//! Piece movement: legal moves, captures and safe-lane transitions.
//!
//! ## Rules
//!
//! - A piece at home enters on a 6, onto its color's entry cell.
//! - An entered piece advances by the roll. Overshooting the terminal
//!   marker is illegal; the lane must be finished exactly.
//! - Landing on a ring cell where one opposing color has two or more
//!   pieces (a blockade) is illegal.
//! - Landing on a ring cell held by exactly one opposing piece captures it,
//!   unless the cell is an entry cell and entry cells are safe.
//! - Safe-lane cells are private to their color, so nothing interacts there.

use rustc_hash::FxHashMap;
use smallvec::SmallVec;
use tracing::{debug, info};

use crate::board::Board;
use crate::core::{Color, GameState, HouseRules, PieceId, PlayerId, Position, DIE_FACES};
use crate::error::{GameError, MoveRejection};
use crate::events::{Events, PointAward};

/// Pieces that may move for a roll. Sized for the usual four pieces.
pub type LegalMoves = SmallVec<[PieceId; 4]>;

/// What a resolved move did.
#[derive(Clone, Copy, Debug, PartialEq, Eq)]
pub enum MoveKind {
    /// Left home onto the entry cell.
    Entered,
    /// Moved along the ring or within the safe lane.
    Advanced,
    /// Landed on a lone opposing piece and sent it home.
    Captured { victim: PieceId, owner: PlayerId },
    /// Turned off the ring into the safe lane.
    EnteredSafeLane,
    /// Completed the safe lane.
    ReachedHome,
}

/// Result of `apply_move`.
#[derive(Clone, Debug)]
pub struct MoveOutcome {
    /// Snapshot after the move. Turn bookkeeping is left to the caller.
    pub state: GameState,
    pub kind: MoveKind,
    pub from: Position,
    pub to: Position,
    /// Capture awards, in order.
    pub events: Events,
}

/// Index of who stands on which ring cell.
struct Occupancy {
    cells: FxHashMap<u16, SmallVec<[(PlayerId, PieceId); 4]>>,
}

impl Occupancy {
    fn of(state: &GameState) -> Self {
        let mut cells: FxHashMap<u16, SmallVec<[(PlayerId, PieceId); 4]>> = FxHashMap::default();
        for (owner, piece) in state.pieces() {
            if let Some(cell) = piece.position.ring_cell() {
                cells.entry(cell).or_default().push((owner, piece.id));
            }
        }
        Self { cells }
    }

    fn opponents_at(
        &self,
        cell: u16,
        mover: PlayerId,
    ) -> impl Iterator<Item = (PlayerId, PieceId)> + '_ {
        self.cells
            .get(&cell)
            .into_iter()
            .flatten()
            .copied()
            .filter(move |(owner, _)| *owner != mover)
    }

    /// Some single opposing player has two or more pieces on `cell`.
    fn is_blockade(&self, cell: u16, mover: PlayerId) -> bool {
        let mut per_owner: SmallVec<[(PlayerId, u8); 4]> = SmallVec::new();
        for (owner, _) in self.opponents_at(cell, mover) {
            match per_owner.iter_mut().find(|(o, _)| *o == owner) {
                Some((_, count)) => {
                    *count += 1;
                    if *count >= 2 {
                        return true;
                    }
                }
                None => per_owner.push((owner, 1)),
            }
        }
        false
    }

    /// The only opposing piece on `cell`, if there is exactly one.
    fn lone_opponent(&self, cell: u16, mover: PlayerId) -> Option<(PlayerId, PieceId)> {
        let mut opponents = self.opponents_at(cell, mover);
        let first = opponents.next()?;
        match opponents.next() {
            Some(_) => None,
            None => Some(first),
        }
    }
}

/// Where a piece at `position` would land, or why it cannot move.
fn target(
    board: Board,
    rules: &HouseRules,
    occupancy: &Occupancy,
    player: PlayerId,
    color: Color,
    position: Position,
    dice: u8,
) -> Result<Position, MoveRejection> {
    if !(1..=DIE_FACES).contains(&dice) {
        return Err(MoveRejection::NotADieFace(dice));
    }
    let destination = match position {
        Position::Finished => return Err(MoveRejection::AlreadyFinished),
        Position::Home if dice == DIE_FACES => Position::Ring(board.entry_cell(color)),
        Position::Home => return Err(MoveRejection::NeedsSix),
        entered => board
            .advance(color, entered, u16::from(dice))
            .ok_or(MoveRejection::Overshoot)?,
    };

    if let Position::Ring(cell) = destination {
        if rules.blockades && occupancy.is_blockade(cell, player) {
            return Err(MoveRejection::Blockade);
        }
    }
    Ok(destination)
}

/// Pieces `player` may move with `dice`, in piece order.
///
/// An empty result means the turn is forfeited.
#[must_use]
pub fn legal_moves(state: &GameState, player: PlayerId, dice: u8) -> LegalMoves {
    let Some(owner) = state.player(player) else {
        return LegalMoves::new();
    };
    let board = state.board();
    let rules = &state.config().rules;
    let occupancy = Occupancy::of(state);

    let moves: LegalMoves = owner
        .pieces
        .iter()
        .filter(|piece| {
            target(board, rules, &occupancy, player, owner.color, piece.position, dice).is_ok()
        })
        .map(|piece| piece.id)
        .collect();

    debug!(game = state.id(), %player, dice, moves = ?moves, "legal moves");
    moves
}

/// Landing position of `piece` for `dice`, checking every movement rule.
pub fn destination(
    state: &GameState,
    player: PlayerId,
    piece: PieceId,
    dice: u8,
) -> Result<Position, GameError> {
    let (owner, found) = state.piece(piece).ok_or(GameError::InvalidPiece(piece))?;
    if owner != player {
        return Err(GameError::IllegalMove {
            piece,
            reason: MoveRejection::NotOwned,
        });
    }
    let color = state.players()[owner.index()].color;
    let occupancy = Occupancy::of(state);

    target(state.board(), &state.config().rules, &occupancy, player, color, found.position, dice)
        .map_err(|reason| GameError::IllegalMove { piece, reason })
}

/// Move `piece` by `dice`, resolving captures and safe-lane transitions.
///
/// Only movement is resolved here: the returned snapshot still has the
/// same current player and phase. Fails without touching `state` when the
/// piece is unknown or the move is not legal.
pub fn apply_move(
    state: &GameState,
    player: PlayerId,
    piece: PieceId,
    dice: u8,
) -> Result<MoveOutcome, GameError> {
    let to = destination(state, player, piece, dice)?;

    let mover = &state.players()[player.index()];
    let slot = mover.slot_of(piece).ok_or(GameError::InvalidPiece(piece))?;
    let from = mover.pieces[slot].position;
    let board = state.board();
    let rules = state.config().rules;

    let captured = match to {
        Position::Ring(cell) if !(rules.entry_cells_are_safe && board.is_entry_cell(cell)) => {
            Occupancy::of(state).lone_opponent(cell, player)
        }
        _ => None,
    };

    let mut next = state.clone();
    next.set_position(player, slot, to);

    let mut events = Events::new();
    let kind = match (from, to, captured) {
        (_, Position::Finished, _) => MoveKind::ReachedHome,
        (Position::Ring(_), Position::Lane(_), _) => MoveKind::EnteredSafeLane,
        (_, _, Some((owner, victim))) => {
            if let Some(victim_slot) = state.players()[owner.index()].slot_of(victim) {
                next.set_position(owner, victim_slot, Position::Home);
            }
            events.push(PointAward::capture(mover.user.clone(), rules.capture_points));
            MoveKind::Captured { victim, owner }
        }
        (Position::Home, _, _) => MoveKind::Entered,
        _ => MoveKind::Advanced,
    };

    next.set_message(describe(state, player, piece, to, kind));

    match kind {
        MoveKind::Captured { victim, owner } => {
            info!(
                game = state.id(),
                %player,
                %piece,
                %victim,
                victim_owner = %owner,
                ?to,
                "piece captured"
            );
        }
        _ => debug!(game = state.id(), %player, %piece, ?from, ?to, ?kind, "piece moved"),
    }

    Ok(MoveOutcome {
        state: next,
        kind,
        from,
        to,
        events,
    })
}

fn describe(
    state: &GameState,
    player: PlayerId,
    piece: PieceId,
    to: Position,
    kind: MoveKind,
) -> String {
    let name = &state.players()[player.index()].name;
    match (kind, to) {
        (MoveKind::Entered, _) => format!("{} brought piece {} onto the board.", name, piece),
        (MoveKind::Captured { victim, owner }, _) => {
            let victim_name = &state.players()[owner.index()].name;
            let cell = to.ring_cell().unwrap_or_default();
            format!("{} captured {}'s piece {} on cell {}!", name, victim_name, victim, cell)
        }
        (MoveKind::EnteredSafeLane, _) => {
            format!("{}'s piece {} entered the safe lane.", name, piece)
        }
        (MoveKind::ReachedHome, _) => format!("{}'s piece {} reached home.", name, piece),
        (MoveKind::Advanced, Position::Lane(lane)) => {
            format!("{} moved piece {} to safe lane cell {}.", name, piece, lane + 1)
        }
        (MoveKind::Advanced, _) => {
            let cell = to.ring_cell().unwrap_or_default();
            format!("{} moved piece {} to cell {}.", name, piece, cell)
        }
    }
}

============================================================

Copy every line in the data above that has the string "Advanced" in it.

* [Finished exercise]:
    Advanced,
        _ => MoveKind::Advanced,
        (MoveKind::Advanced, Position::Lane(lane)) => {
        (MoveKind::Advanced, _) => {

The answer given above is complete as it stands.